Over a decade after the onset of South Sudan’s armed conflict, which claimed more than 400,000 lives and displaced millions, justice remains elusive for victims and survivors. The continuation of CHRSS-led investigations, together with the guidance the Commission provides on transitional justice, is the best means to safeguard future accountability in the absence of contemporary criminal prosecutions and at least until the HCSS is fully operational and functional.
Until then, in line with its prevention mandate and its responsibility to address gross and systematic violations of human rights, the HRC must ensure the renewal of the CHRSS’s mandate to secure the collection and preservation of evidence of serious crimes committed since 2013, with a view to transferring such documentation to independent and competent judicial authorities in the future. In this regard, we stress that all elements of the CHRSS’s mandate should be preserved.
International scrutiny of South Sudan’s human rights situation remains vital. The Human Rights Council should continue to closely monitor the situation and allow the CHRSS to pursue its work in support of accountability and justice until the reasons that led it to establish the CHRSS have been addressed in a meaningful manner.
The Council should therefore extend the mandate of the CHRSS in full.
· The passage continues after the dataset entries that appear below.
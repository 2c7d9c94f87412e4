//! Health check endpoint

use std::sync::Arc;

use axum::{extract::State, routing::get, Json, Router};
use serde::Serialize;

use crate::http::server::AppState;

/// Health check response
#[derive(Serialize)]
pub struct HealthResponse {
    pub status: &'static str,
    pub version: &'static str,
    pub database: &'static str,
}

/// GET /health
async fn health(State(state): State<Arc<AppState>>) -> Json<HealthResponse> {
    let database = match sqlx::query("SELECT 1").execute(&state.pool).await {
        Ok(_) => "ok",
        Err(e) => {
            tracing::warn!("Health check query failed: {}", e);
            "unavailable"
        }
    };

    Json(HealthResponse {
        status: "ok",
        version: env!("CARGO_PKG_VERSION"),
        database,
    })
}

/// Health routes
pub fn router() -> Router<Arc<AppState>> {
    Router::new().route("/health", get(health))
}
//! Favorite repository
//!
//! Writes are single statements in autocommit. SQLite cannot upgrade a
//! deferred transaction's read lock while another connection writes, so
//! no read-then-write transactions here.
//!
//! - add: one INSERT ... ON CONFLICT DO NOTHING RETURNING; duplicates are
//!   rejected by the partial unique indexes, missing references by the
//!   foreign keys
//! - remove: single DELETE ... RETURNING, no read-before-write

use serde::Serialize;
use sqlx::{AnyPool, FromRow};

use super::{is_foreign_key_violation, DbError};
use crate::models::FavoriteTarget;

/// Favorite record from database
#[derive(Debug, Clone, PartialEq, Eq, FromRow, Serialize)]
pub struct Favorite {
    pub id: i64,
    pub user_id: i64,
    pub people_id: Option<i64>,
    pub planet_id: Option<i64>,
}

/// Favorite repository
pub struct FavoriteRepo<'a> {
    pool: &'a AnyPool,
}

impl<'a> FavoriteRepo<'a> {
    pub fn new(pool: &'a AnyPool) -> Self {
        Self { pool }
    }

    /// List every favorite ordered by id.
    pub async fn list(&self) -> Result<Vec<Favorite>, DbError> {
        let favorites = sqlx::query_as::<_, Favorite>(
            "SELECT id, user_id, people_id, planet_id FROM favorites ORDER BY id",
        )
        .fetch_all(self.pool)
        .await?;
        Ok(favorites)
    }

    /// List a user's favorites. Unknown users are not found.
    pub async fn list_for_user(&self, user_id: i64) -> Result<Vec<Favorite>, DbError> {
        let user: Option<i64> = sqlx::query_scalar("SELECT id FROM users WHERE id = $1")
            .bind(user_id)
            .fetch_optional(self.pool)
            .await?;

        if user.is_none() {
            return Err(DbError::not_found("user", user_id));
        }

        let favorites = sqlx::query_as::<_, Favorite>(
            r#"
            SELECT id, user_id, people_id, planet_id
            FROM favorites
            WHERE user_id = $1
            ORDER BY id
            "#,
        )
        .bind(user_id)
        .fetch_all(self.pool)
        .await?;

        Ok(favorites)
    }

    /// Add a favorite for a user.
    ///
    /// Fails with `NotFound` if the user or target is missing and with
    /// `Conflict` if the user already has this target.
    pub async fn add(&self, user_id: i64, target: FavoriteTarget) -> Result<Favorite, DbError> {
        let kind = target.kind();

        let inserted = sqlx::query_as::<_, Favorite>(
            r#"
            INSERT INTO favorites (user_id, people_id, planet_id)
            VALUES ($1, $2, $3)
            ON CONFLICT DO NOTHING
            RETURNING id, user_id, people_id, planet_id
            "#,
        )
        .bind(user_id)
        .bind(target.people_id())
        .bind(target.planet_id())
        .fetch_optional(self.pool)
        .await;

        let favorite = match inserted {
            Ok(Some(favorite)) => favorite,
            Ok(None) => {
                return Err(DbError::Conflict(format!(
                    "{} {} is already a favorite of user {}",
                    kind.resource(),
                    target.id(),
                    user_id
                )))
            }
            Err(e) if is_foreign_key_violation(&e) => {
                return Err(self.missing_reference(user_id, target).await?)
            }
            Err(e) => return Err(e.into()),
        };

        tracing::debug!(
            id = favorite.id,
            user_id,
            kind = %kind,
            target_id = target.id(),
            "Added favorite"
        );
        Ok(favorite)
    }

    /// Name the reference that broke a foreign key, user first.
    async fn missing_reference(
        &self,
        user_id: i64,
        target: FavoriteTarget,
    ) -> Result<DbError, DbError> {
        let user: Option<i64> = sqlx::query_scalar("SELECT id FROM users WHERE id = $1")
            .bind(user_id)
            .fetch_optional(self.pool)
            .await?;

        if user.is_none() {
            return Ok(DbError::not_found("user", user_id));
        }

        Ok(DbError::not_found(target.kind().resource(), target.id()))
    }

    /// Remove a user's favorite, returning the deleted row.
    pub async fn remove(&self, user_id: i64, target: FavoriteTarget) -> Result<Favorite, DbError> {
        let kind = target.kind();
        let sql = format!(
            r#"
            DELETE FROM favorites
            WHERE user_id = $1 AND {} = $2
            RETURNING id, user_id, people_id, planet_id
            "#,
            kind.column()
        );

        let favorite = sqlx::query_as::<_, Favorite>(&sql)
            .bind(user_id)
            .bind(target.id())
            .fetch_optional(self.pool)
            .await?
            .ok_or_else(|| {
                DbError::not_found("favorite", format!("user {} {} {}", user_id, kind, target.id()))
            })?;

        tracing::debug!(id = favorite.id, user_id, kind = %kind, "Removed favorite");
        Ok(favorite)
    }

    /// Delete a favorite by its own id.
    pub async fn delete(&self, id: i64) -> Result<(), DbError> {
        let result = sqlx::query("DELETE FROM favorites WHERE id = $1")
            .bind(id)
            .execute(self.pool)
            .await?;

        if result.rows_affected() == 0 {
            return Err(DbError::not_found("favorite", id));
        }

        tracing::debug!(id, "Deleted favorite");
        Ok(())
    }
}
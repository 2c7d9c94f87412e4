//! Tracing setup for the holocron CLI
//!
//! Usage:
//!   holocron --debug serve            # Debug logging to console
//!   RUST_LOG=holocron_server=debug    # Fine-grained log control
//!
//! Environment variables:
//!   RUST_LOG                          # Log filter (default: info)

use anyhow::{anyhow, Result};
use tracing_subscriber::EnvFilter;

/// Tracing configuration options
#[derive(Debug, Clone, Default)]
pub struct TracingConfig {
    /// Enable debug logging (sets the filter to debug if RUST_LOG is unset)
    pub debug: bool,
}

impl TracingConfig {
    fn filter(&self) -> EnvFilter {
        let fallback = if self.debug { "debug" } else { "info" };
        EnvFilter::try_from_default_env().unwrap_or_else(|_| EnvFilter::new(fallback))
    }
}

/// Initialize console tracing
pub fn init(config: &TracingConfig) -> Result<()> {
    tracing_subscriber::fmt()
        .with_env_filter(config.filter())
        .with_target(config.debug) // Show targets in debug mode
        .compact()
        .try_init()
        .map_err(|err| anyhow!(err))
}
In light of risk factors of further violations and atrocity crimes and of ongoing widespread impunity, the Council should also make clear that it stands ready to respond to any further deterioration of the human rights situation, including on the basis of expert analyses. At this critical time, it should enhance its level of attention to South Sudan by reinstating enhanced interactive dialogues previously held at its September sessions.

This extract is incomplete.